◆ About this task
Whenever the string "catalog" appears in a line below, please copy the line out.

◆ Data in this exercise
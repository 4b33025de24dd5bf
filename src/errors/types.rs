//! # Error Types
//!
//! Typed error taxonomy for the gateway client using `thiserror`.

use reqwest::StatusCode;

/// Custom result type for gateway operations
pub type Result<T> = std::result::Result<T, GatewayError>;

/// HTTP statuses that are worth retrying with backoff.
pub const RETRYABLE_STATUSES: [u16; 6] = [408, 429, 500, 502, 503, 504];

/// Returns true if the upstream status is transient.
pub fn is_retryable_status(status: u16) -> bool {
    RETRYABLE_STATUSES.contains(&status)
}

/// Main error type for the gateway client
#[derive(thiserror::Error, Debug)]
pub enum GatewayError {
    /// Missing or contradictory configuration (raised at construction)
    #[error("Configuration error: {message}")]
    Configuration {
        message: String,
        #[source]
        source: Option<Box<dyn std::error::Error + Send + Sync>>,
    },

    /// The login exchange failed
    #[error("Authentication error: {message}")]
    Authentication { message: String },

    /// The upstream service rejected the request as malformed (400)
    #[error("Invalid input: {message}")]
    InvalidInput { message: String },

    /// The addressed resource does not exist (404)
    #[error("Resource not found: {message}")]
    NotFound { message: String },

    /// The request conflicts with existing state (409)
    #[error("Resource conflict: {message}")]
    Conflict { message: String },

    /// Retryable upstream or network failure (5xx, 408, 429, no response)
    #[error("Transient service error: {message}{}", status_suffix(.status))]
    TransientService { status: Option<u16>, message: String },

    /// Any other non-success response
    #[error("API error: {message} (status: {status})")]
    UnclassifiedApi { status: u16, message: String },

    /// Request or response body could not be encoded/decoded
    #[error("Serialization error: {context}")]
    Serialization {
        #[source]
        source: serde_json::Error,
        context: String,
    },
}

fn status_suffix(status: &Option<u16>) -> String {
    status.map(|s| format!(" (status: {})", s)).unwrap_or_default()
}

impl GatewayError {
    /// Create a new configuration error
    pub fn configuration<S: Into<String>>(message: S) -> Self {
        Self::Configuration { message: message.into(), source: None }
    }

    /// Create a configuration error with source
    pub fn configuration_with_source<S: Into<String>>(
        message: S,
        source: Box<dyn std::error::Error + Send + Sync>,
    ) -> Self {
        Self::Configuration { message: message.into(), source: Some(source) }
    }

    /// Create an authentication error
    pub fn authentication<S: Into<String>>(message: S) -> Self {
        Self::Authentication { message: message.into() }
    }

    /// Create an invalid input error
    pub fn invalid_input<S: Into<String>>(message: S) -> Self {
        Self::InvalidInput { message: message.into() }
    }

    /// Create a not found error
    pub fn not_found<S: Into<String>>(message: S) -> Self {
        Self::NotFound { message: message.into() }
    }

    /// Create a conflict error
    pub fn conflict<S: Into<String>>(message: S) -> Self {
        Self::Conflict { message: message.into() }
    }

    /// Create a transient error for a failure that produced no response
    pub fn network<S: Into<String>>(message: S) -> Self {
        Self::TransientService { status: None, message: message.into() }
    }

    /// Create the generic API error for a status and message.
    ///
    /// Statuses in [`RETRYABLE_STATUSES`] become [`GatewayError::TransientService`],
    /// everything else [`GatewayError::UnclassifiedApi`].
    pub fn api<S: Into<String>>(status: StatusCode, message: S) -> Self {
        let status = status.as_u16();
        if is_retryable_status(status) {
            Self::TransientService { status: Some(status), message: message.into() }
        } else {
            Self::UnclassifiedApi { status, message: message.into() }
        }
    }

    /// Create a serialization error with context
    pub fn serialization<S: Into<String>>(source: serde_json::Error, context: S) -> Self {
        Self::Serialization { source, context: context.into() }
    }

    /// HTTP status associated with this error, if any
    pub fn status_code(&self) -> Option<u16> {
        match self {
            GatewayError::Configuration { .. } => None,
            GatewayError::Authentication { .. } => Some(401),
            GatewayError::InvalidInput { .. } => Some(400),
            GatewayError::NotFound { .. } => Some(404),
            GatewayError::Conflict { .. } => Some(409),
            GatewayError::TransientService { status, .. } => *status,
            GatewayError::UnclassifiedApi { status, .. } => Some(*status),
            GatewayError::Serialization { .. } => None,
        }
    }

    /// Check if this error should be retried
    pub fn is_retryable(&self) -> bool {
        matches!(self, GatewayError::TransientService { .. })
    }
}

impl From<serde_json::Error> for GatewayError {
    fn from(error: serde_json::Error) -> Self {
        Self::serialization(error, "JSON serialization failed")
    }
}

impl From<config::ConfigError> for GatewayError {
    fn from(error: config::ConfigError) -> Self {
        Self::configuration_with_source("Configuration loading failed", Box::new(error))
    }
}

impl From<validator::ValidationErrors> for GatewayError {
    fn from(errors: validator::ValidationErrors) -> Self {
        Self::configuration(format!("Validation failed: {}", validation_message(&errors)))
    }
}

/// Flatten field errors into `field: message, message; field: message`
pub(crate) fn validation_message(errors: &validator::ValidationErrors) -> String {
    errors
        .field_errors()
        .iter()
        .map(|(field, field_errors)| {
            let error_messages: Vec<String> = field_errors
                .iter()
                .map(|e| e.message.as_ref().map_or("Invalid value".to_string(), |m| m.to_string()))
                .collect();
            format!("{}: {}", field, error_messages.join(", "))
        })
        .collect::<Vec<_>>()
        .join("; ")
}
---
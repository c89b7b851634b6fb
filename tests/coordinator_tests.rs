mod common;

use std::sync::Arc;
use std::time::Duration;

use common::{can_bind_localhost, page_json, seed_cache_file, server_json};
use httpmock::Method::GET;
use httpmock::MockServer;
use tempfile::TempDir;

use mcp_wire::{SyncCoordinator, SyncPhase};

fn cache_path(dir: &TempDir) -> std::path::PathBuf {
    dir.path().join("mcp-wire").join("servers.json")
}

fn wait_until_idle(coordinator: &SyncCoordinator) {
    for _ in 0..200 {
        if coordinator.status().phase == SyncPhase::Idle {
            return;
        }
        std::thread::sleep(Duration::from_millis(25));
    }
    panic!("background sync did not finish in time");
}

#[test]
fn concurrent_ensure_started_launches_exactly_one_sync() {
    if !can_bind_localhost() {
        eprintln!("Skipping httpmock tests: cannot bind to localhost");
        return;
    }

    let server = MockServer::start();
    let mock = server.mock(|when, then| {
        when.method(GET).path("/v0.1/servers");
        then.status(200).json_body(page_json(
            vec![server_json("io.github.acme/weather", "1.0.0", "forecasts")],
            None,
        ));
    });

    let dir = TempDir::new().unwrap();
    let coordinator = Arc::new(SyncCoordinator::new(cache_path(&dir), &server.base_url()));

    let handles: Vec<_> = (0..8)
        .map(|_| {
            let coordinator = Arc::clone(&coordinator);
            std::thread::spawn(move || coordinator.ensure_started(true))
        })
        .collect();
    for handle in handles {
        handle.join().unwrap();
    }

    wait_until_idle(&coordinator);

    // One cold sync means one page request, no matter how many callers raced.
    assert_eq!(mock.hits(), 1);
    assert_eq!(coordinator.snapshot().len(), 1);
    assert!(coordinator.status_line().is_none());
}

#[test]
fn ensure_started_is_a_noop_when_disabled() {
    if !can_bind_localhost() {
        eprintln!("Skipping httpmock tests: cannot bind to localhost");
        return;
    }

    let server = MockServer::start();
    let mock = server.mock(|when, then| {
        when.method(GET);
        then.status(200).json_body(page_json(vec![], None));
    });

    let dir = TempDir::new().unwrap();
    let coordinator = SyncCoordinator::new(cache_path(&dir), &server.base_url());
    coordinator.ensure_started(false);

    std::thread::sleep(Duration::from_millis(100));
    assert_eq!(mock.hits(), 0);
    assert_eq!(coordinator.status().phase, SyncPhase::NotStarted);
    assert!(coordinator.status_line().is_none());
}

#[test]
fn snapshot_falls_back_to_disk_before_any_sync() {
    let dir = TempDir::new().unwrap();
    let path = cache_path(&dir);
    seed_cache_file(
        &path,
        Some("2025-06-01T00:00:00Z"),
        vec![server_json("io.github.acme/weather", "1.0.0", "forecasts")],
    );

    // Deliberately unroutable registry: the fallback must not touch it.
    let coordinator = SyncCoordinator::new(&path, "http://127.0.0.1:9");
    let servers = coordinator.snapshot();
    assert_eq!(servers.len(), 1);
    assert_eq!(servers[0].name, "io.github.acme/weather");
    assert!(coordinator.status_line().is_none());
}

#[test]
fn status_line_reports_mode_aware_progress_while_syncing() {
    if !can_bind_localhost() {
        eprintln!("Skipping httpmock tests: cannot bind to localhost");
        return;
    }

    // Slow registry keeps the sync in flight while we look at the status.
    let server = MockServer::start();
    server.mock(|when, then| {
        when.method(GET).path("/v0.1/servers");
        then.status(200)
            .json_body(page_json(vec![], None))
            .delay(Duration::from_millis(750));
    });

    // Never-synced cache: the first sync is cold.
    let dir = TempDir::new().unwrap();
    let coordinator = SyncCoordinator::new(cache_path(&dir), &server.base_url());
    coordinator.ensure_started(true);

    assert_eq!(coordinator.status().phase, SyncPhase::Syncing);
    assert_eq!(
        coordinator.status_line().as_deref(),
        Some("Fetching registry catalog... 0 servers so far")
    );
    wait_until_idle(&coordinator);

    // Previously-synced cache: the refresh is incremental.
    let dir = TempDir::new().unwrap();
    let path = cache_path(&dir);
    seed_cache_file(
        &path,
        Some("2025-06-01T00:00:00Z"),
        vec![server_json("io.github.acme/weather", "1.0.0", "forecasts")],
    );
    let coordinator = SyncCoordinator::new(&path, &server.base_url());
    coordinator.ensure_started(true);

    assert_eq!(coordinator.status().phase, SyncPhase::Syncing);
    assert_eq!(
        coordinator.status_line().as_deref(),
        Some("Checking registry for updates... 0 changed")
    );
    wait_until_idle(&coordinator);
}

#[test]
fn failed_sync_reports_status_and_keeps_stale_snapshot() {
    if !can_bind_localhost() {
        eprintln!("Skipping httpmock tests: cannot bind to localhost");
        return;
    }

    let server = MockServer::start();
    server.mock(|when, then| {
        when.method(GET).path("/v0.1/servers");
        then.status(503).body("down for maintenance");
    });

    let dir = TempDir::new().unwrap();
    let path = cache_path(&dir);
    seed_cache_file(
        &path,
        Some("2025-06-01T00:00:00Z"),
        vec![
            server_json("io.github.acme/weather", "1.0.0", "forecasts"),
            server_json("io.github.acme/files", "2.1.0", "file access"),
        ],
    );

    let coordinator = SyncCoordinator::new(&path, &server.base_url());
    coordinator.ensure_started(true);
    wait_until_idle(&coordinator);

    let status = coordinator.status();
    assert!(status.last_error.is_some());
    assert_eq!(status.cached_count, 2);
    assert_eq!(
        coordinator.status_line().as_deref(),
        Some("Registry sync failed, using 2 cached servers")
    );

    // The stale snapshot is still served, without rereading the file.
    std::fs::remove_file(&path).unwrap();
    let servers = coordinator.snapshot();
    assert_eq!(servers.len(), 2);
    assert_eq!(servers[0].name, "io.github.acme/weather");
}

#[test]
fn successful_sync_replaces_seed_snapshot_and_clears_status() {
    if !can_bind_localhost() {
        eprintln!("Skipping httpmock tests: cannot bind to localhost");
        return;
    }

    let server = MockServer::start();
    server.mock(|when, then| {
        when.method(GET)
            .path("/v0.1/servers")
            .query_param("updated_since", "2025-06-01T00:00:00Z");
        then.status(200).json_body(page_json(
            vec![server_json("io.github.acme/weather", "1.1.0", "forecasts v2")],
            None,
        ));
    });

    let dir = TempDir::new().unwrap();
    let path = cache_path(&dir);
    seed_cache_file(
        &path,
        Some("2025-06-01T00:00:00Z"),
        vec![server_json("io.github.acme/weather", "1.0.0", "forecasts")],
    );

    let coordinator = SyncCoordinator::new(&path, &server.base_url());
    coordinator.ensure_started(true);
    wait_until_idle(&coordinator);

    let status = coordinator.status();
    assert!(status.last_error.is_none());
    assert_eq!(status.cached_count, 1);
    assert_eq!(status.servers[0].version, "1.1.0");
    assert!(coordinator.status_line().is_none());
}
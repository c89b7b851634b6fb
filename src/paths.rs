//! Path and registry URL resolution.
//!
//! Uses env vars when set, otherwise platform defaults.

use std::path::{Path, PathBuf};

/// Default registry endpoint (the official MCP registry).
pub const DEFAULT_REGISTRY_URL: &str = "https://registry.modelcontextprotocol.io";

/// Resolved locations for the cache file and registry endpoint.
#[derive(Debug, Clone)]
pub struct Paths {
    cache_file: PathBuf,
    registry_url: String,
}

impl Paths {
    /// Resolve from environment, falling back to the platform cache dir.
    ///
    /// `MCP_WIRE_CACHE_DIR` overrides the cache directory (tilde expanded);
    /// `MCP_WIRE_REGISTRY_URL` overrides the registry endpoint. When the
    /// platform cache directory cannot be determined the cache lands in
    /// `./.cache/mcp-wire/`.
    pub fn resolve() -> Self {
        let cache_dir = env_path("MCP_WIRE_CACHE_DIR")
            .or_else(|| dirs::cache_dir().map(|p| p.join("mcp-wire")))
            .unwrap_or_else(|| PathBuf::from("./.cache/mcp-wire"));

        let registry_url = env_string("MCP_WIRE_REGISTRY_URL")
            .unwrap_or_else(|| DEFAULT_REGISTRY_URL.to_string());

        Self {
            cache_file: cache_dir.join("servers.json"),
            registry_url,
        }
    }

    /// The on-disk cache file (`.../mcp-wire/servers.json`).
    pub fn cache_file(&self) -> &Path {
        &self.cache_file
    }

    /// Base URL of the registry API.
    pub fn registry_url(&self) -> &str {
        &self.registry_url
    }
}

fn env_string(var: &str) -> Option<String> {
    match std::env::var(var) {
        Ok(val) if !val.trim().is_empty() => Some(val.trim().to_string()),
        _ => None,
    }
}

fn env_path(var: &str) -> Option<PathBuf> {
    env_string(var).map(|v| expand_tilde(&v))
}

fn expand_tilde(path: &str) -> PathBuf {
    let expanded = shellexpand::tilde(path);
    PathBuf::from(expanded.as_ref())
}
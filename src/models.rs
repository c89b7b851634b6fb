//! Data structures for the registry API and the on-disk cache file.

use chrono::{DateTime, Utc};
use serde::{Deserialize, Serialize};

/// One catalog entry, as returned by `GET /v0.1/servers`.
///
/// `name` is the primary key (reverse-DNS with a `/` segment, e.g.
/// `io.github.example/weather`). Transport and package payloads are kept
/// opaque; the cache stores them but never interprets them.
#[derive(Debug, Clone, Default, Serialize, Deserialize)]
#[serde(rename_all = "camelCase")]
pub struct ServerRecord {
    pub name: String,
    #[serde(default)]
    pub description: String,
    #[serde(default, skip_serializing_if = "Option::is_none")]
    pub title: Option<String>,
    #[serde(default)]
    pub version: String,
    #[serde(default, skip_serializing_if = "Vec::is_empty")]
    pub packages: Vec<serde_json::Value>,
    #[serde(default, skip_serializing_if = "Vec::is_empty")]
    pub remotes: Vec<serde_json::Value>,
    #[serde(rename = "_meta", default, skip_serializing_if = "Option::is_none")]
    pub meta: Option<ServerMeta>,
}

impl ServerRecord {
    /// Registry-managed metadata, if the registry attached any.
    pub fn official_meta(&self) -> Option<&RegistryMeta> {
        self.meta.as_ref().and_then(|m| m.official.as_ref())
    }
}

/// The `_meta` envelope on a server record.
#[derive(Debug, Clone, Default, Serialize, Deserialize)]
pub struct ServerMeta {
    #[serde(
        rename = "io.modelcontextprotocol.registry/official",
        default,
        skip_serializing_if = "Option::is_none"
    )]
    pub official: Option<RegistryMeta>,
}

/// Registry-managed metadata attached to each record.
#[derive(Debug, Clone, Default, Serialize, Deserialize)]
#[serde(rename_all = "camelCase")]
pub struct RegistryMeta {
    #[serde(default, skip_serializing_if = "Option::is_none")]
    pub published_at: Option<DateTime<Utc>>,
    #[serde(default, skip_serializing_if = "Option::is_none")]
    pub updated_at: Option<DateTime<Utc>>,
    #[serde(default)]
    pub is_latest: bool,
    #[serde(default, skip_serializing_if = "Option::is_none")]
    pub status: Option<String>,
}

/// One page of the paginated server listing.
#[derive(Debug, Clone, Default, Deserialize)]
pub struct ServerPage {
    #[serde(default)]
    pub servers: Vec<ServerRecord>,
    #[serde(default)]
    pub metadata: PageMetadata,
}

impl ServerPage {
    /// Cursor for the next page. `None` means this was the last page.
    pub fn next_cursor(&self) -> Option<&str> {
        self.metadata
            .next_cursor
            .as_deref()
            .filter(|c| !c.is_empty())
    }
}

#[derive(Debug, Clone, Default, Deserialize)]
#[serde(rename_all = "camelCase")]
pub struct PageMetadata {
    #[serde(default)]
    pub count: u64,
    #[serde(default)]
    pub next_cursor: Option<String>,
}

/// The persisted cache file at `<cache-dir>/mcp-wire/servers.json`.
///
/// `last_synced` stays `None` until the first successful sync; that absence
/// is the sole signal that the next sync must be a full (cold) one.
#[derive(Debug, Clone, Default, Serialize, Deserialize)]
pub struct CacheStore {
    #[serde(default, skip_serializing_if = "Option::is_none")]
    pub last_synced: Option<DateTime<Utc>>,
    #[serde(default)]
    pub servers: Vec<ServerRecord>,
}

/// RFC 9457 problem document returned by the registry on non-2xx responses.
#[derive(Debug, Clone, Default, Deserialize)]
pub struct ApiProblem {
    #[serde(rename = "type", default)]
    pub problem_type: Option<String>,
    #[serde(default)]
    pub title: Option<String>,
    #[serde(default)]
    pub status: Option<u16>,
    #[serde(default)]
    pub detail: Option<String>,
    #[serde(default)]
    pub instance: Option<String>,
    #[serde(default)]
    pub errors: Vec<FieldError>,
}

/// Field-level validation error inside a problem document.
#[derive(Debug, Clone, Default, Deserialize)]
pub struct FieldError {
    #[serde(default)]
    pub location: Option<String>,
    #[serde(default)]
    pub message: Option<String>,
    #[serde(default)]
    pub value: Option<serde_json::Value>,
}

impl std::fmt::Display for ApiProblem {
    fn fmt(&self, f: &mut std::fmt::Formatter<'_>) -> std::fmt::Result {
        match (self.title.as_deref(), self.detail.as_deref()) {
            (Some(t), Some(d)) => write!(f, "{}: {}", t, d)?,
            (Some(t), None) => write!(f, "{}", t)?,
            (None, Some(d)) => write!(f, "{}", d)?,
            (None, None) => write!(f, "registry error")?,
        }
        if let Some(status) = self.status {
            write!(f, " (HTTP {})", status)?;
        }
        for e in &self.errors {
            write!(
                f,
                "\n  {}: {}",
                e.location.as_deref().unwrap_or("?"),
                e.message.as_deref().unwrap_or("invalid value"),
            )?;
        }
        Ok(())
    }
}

◆ Completed exercise
        Some("Fetching registry catalog... 0 servers so far")
/// One catalog entry, as returned by `GET /v0.1/servers`.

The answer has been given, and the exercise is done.